Beyond that, flooding issues on Eastern Avenue on Friday near the Burke School Complex may have a solution. He said there is some infrastructure work they intend to do in the coming years that should make a difference in that flooding situation.
On Friday, high tides inundated the area near the Burke and caused some disruptions in school activities.
The same is true for flooding on the Island End River, which exceeded its banks on Friday too. That type of flooding issue threatens the food supply at the New England Produce Center, but like Eastern Avenue, Ambrosino said there are solutions that have been planned.
“There are long-term solutions there, but they are expensive,” he said. “However, there are ideas that can make a difference with that situation.”

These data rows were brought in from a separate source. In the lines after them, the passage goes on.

//! Transaction storage operations
//!
//! Transactions are created by the (external) import pipeline or manually;
//! the engine itself only ever writes `expense_type`, and only through
//! `apply_decision` so every write leaves a feedback event behind.

use rusqlite::{params, OptionalExtension, Row};
use sha2::{Digest, Sha256};

use super::{parse_datetime, Database};
use crate::error::{Error, Result};
use crate::models::{
    ExpenseType, NewFeedbackEvent, NewTransaction, Transaction, TransactionSource,
};

/// Result of inserting a transaction
#[derive(Debug, Clone, Copy, PartialEq, Eq)]
pub enum TransactionInsertResult {
    Inserted(i64),
    /// A transaction with the same dedup hash already exists
    Duplicate(i64),
}

/// Dedup hash over the fields that identify a statement line
fn entry_hash(tx: &NewTransaction) -> String {
    let mut hasher = Sha256::new();
    hasher.update(format!("{}|{}|{:.2}", tx.date, tx.description, tx.amount));
    hex::encode(hasher.finalize())
}

fn map_transaction(row: &Row) -> rusqlite::Result<Transaction> {
    let date_str: String = row.get(1)?;
    let tags_json: Option<String> = row.get(5)?;
    let expense_type_str: Option<String> = row.get(6)?;
    let source_str: String = row.get(7)?;
    let created_at_str: String = row.get(9)?;

    Ok(Transaction {
        id: row.get(0)?,
        date: chrono::NaiveDate::parse_from_str(&date_str, "%Y-%m-%d").unwrap_or_default(),
        month: row.get(2)?,
        description: row.get(3)?,
        amount: row.get(4)?,
        tags: tags_json
            .and_then(|j| serde_json::from_str(&j).ok())
            .unwrap_or_default(),
        expense_type: expense_type_str.and_then(|s| s.parse().ok()),
        source: source_str.parse().unwrap_or(TransactionSource::Import),
        entry_hash: row.get(8)?,
        created_at: parse_datetime(&created_at_str),
    })
}

const TRANSACTION_COLUMNS: &str =
    "id, date, month, description, amount, tags, expense_type, source, entry_hash, created_at";

impl Database {
    /// Insert a transaction, skipping duplicates by dedup hash
    pub fn insert_transaction(&self, tx: &NewTransaction) -> Result<TransactionInsertResult> {
        let conn = self.conn()?;
        let hash = entry_hash(tx);

        if let Some(existing_id) = conn
            .query_row(
                "SELECT id FROM transactions WHERE entry_hash = ?",
                params![hash],
                |row| row.get::<_, i64>(0),
            )
            .optional()?
        {
            return Ok(TransactionInsertResult::Duplicate(existing_id));
        }

        let month = tx.date.format("%Y-%m").to_string();
        let tags_json = serde_json::to_string(&tx.tags)?;

        conn.execute(
            r#"
            INSERT INTO transactions (date, month, description, amount, tags, source, entry_hash)
            VALUES (?, ?, ?, ?, ?, ?, ?)
            "#,
            params![
                tx.date.to_string(),
                month,
                tx.description,
                tx.amount,
                tags_json,
                tx.source.as_str(),
                hash,
            ],
        )?;

        Ok(TransactionInsertResult::Inserted(conn.last_insert_rowid()))
    }

    /// Get a transaction by ID
    pub fn get_transaction(&self, id: i64) -> Result<Option<Transaction>> {
        let conn = self.conn()?;

        let tx = conn
            .query_row(
                &format!(
                    "SELECT {} FROM transactions WHERE id = ?",
                    TRANSACTION_COLUMNS
                ),
                params![id],
                map_transaction,
            )
            .optional()?;

        Ok(tx)
    }

    /// List transactions, optionally scoped to a month
    pub fn list_transactions(
        &self,
        month: Option<&str>,
        limit: i64,
        offset: i64,
    ) -> Result<Vec<Transaction>> {
        let conn = self.conn()?;

        let mut sql = format!(
            "SELECT {} FROM transactions WHERE 1=1",
            TRANSACTION_COLUMNS
        );
        let mut params_vec: Vec<Box<dyn rusqlite::ToSql>> = Vec::new();

        if let Some(m) = month {
            sql.push_str(" AND month = ?");
            params_vec.push(Box::new(m.to_string()));
        }

        sql.push_str(" ORDER BY date DESC, id DESC LIMIT ? OFFSET ?");
        params_vec.push(Box::new(limit));
        params_vec.push(Box::new(offset));

        let params_refs: Vec<&dyn rusqlite::ToSql> =
            params_vec.iter().map(|p| p.as_ref()).collect();

        let mut stmt = conn.prepare(&sql)?;
        let transactions = stmt
            .query_map(params_refs.as_slice(), map_transaction)?
            .collect::<std::result::Result<Vec<_>, _>>()?;

        Ok(transactions)
    }

    /// List unclassified expenses for a month (the auto-tag / pending set)
    pub fn list_unclassified_expenses(&self, month: &str) -> Result<Vec<Transaction>> {
        let conn = self.conn()?;

        let mut stmt = conn.prepare(&format!(
            "SELECT {} FROM transactions
             WHERE month = ? AND expense_type IS NULL AND amount < 0
             ORDER BY date, id",
            TRANSACTION_COLUMNS
        ))?;

        let transactions = stmt
            .query_map(params![month], map_transaction)?
            .collect::<std::result::Result<Vec<_>, _>>()?;

        Ok(transactions)
    }

    /// List all expenses for a month, classified or not
    pub fn list_expenses(&self, month: &str) -> Result<Vec<Transaction>> {
        let conn = self.conn()?;

        let mut stmt = conn.prepare(&format!(
            "SELECT {} FROM transactions
             WHERE month = ? AND amount < 0
             ORDER BY date, id",
            TRANSACTION_COLUMNS
        ))?;

        let transactions = stmt
            .query_map(params![month], map_transaction)?
            .collect::<std::result::Result<Vec<_>, _>>()?;

        Ok(transactions)
    }

    /// Count transactions sharing a description (history depth for a label)
    pub fn count_with_description(&self, description: &str) -> Result<i64> {
        let conn = self.conn()?;
        let count = conn.query_row(
            "SELECT COUNT(*) FROM transactions WHERE description = ?",
            params![description],
            |row| row.get(0),
        )?;
        Ok(count)
    }

    pub fn count_transactions(&self) -> Result<i64> {
        let conn = self.conn()?;
        let count = conn.query_row("SELECT COUNT(*) FROM transactions", [], |row| row.get(0))?;
        Ok(count)
    }

    /// Count unclassified expenses, optionally scoped to a month
    pub fn count_unclassified(&self, month: Option<&str>) -> Result<i64> {
        let conn = self.conn()?;
        let count = match month {
            Some(m) => conn.query_row(
                "SELECT COUNT(*) FROM transactions
                 WHERE month = ? AND expense_type IS NULL AND amount < 0",
                params![m],
                |row| row.get(0),
            )?,
            None => conn.query_row(
                "SELECT COUNT(*) FROM transactions
                 WHERE expense_type IS NULL AND amount < 0",
                [],
                |row| row.get(0),
            )?,
        };
        Ok(count)
    }

    /// Persist a classification decision: set `expense_type` and append the
    /// feedback event in one SQL transaction so history can never diverge
    /// from the stored classification.
    pub fn apply_decision(
        &self,
        transaction_id: i64,
        expense_type: ExpenseType,
        event: &NewFeedbackEvent,
    ) -> Result<()> {
        let mut conn = self.conn()?;
        let sql_tx = conn.transaction()?;

        let updated = sql_tx.execute(
            "UPDATE transactions SET expense_type = ? WHERE id = ?",
            params![expense_type.as_str(), transaction_id],
        )?;
        if updated == 0 {
            return Err(Error::NotFound(format!(
                "Transaction {} not found",
                transaction_id
            )));
        }

        super::feedback::insert_feedback_event(&sql_tx, event)?;

        sql_tx.commit()?;
        Ok(())
    }
}

#[cfg(test)]
mod tests {
    use super::*;
    use crate::models::Decision;
    use chrono::NaiveDate;

    fn new_tx(date: &str, description: &str, amount: f64) -> NewTransaction {
        NewTransaction {
            date: NaiveDate::parse_from_str(date, "%Y-%m-%d").unwrap(),
            description: description.to_string(),
            amount,
            tags: vec![],
            source: TransactionSource::Manual,
        }
    }

    #[test]
    fn test_insert_and_get() {
        let db = Database::in_memory().unwrap();

        let result = db
            .insert_transaction(&new_tx("2024-03-15", "NETFLIX.COM", -15.49))
            .unwrap();
        let id = match result {
            TransactionInsertResult::Inserted(id) => id,
            other => panic!("unexpected {:?}", other),
        };

        let tx = db.get_transaction(id).unwrap().unwrap();
        assert_eq!(tx.description, "NETFLIX.COM");
        assert_eq!(tx.month, "2024-03");
        assert!(tx.expense_type.is_none());
        assert_eq!(tx.source, TransactionSource::Manual);
    }

    #[test]
    fn test_duplicate_detection() {
        let db = Database::in_memory().unwrap();

        let first = db
            .insert_transaction(&new_tx("2024-03-15", "NETFLIX.COM", -15.49))
            .unwrap();
        let id = match first {
            TransactionInsertResult::Inserted(id) => id,
            other => panic!("unexpected {:?}", other),
        };

        let second = db
            .insert_transaction(&new_tx("2024-03-15", "NETFLIX.COM", -15.49))
            .unwrap();
        assert_eq!(second, TransactionInsertResult::Duplicate(id));
    }

    #[test]
    fn test_get_missing_is_none() {
        let db = Database::in_memory().unwrap();
        assert!(db.get_transaction(999).unwrap().is_none());
    }

    #[test]
    fn test_unclassified_expenses_excludes_income_and_classified() {
        let db = Database::in_memory().unwrap();

        db.insert_transaction(&new_tx("2024-03-01", "NETFLIX.COM", -15.49))
            .unwrap();
        db.insert_transaction(&new_tx("2024-03-02", "PAYROLL DEPOSIT", 2500.0))
            .unwrap();
        db.insert_transaction(&new_tx("2024-04-01", "NETFLIX.COM", -15.49))
            .unwrap();

        let pending = db.list_unclassified_expenses("2024-03").unwrap();
        assert_eq!(pending.len(), 1);
        assert_eq!(pending[0].description, "NETFLIX.COM");

        // Classify it and re-check
        let event = NewFeedbackEvent {
            transaction_id: pending[0].id,
            ai_suggested_type: ExpenseType::Fixed,
            ai_confidence: 0.8,
            user_decision: Decision::AiSuggestion,
            agreed: true,
            matched_rule_ids: vec![1],
            user_confirmed: true,
        };
        db.apply_decision(pending[0].id, ExpenseType::Fixed, &event)
            .unwrap();

        assert!(db.list_unclassified_expenses("2024-03").unwrap().is_empty());
        let tx = db.get_transaction(pending[0].id).unwrap().unwrap();
        assert_eq!(tx.expense_type, Some(ExpenseType::Fixed));
    }

    #[test]
    fn test_apply_decision_missing_transaction() {
        let db = Database::in_memory().unwrap();
        let event = NewFeedbackEvent {
            transaction_id: 42,
            ai_suggested_type: ExpenseType::Variable,
            ai_confidence: 0.5,
            user_decision: Decision::Variable,
            agreed: true,
            matched_rule_ids: vec![],
            user_confirmed: true,
        };
        let err = db
            .apply_decision(42, ExpenseType::Variable, &event)
            .unwrap_err();
        assert!(matches!(err, Error::NotFound(_)));
        // Nothing committed: no orphan feedback rows
        assert_eq!(db.count_feedback_events(false).unwrap(), 0);
    }

    #[test]
    fn test_apply_decision_overwrite_appends_one_event_each() {
        let db = Database::in_memory().unwrap();
        let id = match db
            .insert_transaction(&new_tx("2024-03-01", "SPOTIFY", -10.99))
            .unwrap()
        {
            TransactionInsertResult::Inserted(id) => id,
            other => panic!("unexpected {:?}", other),
        };

        let event = NewFeedbackEvent {
            transaction_id: id,
            ai_suggested_type: ExpenseType::Fixed,
            ai_confidence: 0.7,
            user_decision: Decision::AiSuggestion,
            agreed: true,
            matched_rule_ids: vec![3],
            user_confirmed: true,
        };

        db.apply_decision(id, ExpenseType::Fixed, &event).unwrap();
        db.apply_decision(id, ExpenseType::Fixed, &event).unwrap();

        let tx = db.get_transaction(id).unwrap().unwrap();
        assert_eq!(tx.expense_type, Some(ExpenseType::Fixed));
        assert_eq!(db.count_feedback_events(false).unwrap(), 2);
    }

    #[test]
    fn test_tags_round_trip() {
        let db = Database::in_memory().unwrap();
        let mut tx = new_tx("2024-03-01", "UBER EATS PARIS", -23.5);
        tx.tags = vec!["dining".to_string(), "delivery".to_string()];

        let id = match db.insert_transaction(&tx).unwrap() {
            TransactionInsertResult::Inserted(id) => id,
            other => panic!("unexpected {:?}", other),
        };

        let stored = db.get_transaction(id).unwrap().unwrap();
        assert_eq!(stored.tags, vec!["dining", "delivery"]);
    }

    #[test]
    fn test_count_with_description() {
        let db = Database::in_memory().unwrap();
        db.insert_transaction(&new_tx("2024-01-15", "NETFLIX.COM", -15.49))
            .unwrap();
        db.insert_transaction(&new_tx("2024-02-15", "NETFLIX.COM", -15.49))
            .unwrap();
        db.insert_transaction(&new_tx("2024-02-20", "SPOTIFY", -10.99))
            .unwrap();

        assert_eq!(db.count_with_description("NETFLIX.COM").unwrap(), 2);
        assert_eq!(db.count_with_description("UNKNOWN").unwrap(), 0);
    }
}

Beyond the flooding, the storm packed a punch with wind gusts that often went above 80 mph. That wreaked havoc with many trees in the city, and particularly with the City’s official Christmas tree in Chelsea Square.
That tree was knocked down in the winds, and had to be removed from its long-time home.
“The Christmas tree did get knocked over,” said Ambrosino. “As I understand, it was transplanted some years ago and didn’t have very deep roots. The Tree Board will look at that and try to figure out what we’ll do about a new Christmas tree. Luckily, we have plenty of time to think about it.”